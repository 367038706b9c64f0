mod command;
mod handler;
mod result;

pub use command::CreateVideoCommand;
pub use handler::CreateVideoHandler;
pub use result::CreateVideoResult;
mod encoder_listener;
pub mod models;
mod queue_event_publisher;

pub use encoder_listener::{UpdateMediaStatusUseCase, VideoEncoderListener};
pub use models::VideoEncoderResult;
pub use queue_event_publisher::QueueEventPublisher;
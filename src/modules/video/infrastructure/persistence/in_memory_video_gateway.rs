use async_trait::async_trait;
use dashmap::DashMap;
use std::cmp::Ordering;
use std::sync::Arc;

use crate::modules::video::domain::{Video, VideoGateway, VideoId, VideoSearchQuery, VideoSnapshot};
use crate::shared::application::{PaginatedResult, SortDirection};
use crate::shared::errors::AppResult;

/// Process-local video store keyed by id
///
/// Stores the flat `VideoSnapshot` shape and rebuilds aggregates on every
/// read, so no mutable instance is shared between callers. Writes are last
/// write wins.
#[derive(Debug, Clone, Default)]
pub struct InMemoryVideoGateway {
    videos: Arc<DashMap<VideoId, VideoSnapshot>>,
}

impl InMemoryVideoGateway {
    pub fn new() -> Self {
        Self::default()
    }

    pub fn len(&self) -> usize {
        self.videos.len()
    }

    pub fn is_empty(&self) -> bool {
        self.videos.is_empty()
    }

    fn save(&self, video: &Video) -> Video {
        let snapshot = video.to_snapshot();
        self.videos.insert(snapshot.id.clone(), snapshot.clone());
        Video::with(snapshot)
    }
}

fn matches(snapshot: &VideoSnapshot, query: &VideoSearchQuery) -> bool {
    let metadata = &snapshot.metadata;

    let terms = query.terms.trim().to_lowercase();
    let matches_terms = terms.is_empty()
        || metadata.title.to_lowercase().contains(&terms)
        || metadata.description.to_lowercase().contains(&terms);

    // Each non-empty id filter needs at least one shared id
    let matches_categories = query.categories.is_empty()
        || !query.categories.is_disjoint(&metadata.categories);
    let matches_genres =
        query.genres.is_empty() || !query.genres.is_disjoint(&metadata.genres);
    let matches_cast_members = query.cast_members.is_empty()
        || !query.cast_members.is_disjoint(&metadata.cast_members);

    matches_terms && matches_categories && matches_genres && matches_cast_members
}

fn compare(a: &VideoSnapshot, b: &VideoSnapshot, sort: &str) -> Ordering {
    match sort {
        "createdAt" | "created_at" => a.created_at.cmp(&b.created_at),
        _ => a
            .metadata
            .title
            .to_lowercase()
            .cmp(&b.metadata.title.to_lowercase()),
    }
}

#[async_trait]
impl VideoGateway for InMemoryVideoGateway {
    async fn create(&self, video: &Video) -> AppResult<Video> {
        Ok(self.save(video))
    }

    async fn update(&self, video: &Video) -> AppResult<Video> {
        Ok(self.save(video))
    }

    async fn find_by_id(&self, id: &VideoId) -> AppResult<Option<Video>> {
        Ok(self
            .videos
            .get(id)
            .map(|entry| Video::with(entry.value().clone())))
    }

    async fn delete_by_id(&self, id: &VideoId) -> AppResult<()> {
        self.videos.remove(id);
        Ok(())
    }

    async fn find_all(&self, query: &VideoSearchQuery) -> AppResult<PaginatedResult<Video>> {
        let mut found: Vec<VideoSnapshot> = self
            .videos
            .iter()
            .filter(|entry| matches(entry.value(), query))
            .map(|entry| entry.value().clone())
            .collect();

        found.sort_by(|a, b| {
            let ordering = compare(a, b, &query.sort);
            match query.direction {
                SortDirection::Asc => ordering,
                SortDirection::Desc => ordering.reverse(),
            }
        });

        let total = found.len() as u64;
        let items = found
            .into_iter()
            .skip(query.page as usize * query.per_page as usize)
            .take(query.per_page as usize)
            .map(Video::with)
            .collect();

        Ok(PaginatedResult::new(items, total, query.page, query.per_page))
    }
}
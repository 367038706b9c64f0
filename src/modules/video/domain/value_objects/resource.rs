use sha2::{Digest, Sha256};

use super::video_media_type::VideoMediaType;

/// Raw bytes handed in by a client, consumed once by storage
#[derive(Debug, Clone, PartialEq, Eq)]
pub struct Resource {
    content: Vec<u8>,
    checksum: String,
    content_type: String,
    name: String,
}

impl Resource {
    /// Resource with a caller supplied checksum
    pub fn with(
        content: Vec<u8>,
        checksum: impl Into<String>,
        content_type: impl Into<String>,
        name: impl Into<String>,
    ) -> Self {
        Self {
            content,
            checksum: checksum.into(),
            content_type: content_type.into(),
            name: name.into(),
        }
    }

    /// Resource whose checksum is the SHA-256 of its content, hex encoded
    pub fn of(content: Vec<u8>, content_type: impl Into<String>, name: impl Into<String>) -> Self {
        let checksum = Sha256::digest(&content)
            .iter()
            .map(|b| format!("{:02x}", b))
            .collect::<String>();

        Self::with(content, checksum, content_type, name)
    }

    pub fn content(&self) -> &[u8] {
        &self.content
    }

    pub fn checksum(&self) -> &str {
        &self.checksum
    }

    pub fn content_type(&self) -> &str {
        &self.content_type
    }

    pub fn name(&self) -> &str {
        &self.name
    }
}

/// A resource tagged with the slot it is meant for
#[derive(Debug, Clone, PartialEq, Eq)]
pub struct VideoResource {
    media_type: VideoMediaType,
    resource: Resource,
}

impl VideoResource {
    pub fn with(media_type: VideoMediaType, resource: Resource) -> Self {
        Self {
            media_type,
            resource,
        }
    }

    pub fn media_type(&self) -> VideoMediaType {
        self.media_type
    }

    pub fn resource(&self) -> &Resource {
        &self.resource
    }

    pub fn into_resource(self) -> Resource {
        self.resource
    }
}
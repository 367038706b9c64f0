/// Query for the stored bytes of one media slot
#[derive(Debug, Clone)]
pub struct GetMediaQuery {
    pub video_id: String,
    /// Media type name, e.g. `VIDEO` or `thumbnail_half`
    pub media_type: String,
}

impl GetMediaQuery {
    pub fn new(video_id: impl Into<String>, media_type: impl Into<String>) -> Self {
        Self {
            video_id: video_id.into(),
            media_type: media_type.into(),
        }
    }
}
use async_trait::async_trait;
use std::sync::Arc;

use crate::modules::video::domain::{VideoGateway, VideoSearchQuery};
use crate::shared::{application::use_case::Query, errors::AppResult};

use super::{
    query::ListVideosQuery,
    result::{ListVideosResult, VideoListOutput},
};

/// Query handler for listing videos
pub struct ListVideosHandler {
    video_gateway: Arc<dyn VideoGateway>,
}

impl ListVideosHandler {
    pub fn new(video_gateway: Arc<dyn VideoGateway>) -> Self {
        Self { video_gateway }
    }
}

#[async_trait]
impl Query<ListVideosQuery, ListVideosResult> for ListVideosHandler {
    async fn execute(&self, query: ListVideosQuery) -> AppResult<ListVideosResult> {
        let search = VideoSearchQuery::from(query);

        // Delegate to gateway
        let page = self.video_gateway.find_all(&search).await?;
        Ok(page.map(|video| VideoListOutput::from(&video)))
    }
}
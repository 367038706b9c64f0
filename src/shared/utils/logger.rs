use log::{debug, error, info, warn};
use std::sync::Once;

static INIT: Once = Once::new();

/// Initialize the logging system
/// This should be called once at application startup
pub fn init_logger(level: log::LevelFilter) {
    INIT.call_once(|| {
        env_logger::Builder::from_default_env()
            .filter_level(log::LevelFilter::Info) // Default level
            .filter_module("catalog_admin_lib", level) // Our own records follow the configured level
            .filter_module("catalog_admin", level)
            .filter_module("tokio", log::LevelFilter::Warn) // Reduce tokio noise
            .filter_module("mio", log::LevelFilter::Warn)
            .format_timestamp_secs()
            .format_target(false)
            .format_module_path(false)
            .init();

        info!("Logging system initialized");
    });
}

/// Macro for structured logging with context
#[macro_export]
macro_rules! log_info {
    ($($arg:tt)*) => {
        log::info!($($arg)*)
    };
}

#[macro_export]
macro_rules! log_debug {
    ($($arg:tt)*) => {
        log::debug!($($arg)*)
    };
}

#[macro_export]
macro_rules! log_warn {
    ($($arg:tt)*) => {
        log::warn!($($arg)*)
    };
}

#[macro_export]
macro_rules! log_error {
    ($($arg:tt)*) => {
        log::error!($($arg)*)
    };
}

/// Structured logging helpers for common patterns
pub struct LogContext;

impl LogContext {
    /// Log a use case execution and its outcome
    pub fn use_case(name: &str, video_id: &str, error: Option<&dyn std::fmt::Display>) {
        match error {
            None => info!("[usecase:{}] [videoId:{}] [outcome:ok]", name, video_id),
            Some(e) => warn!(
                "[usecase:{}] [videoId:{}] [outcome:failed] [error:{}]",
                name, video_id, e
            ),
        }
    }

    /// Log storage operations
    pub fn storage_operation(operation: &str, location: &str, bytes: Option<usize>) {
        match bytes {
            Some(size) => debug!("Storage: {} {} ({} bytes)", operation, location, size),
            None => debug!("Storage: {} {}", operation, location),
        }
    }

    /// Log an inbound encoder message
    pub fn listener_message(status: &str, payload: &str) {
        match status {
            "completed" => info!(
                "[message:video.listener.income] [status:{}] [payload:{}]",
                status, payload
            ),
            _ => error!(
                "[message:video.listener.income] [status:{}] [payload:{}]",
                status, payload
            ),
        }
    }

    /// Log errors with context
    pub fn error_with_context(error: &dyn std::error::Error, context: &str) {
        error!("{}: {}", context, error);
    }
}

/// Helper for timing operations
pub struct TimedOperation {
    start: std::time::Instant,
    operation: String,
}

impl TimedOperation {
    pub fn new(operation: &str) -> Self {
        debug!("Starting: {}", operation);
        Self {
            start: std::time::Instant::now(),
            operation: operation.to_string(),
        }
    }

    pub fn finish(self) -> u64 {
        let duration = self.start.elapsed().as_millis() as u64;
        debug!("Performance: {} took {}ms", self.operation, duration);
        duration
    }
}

....................

TASK REQUIREMENTS:
Your response should be the exact lines running from the one with "pub struct TimedOperation" to the final line of the material above.

RESPONSE:
pub struct TimedOperation {
    start: std::time::Instant,
    operation: String,
}

impl TimedOperation {
    pub fn new(operation: &str) -> Self {
        debug!("Starting: {}", operation);
        Self {
            start: std::time::Instant::now(),
            operation: operation.to_string(),
        }
    }

    pub fn finish(self) -> u64 {
        let duration = self.start.elapsed().as_millis() as u64;
        debug!("Performance: {} took {}ms", self.operation, duration);
        duration
    }
}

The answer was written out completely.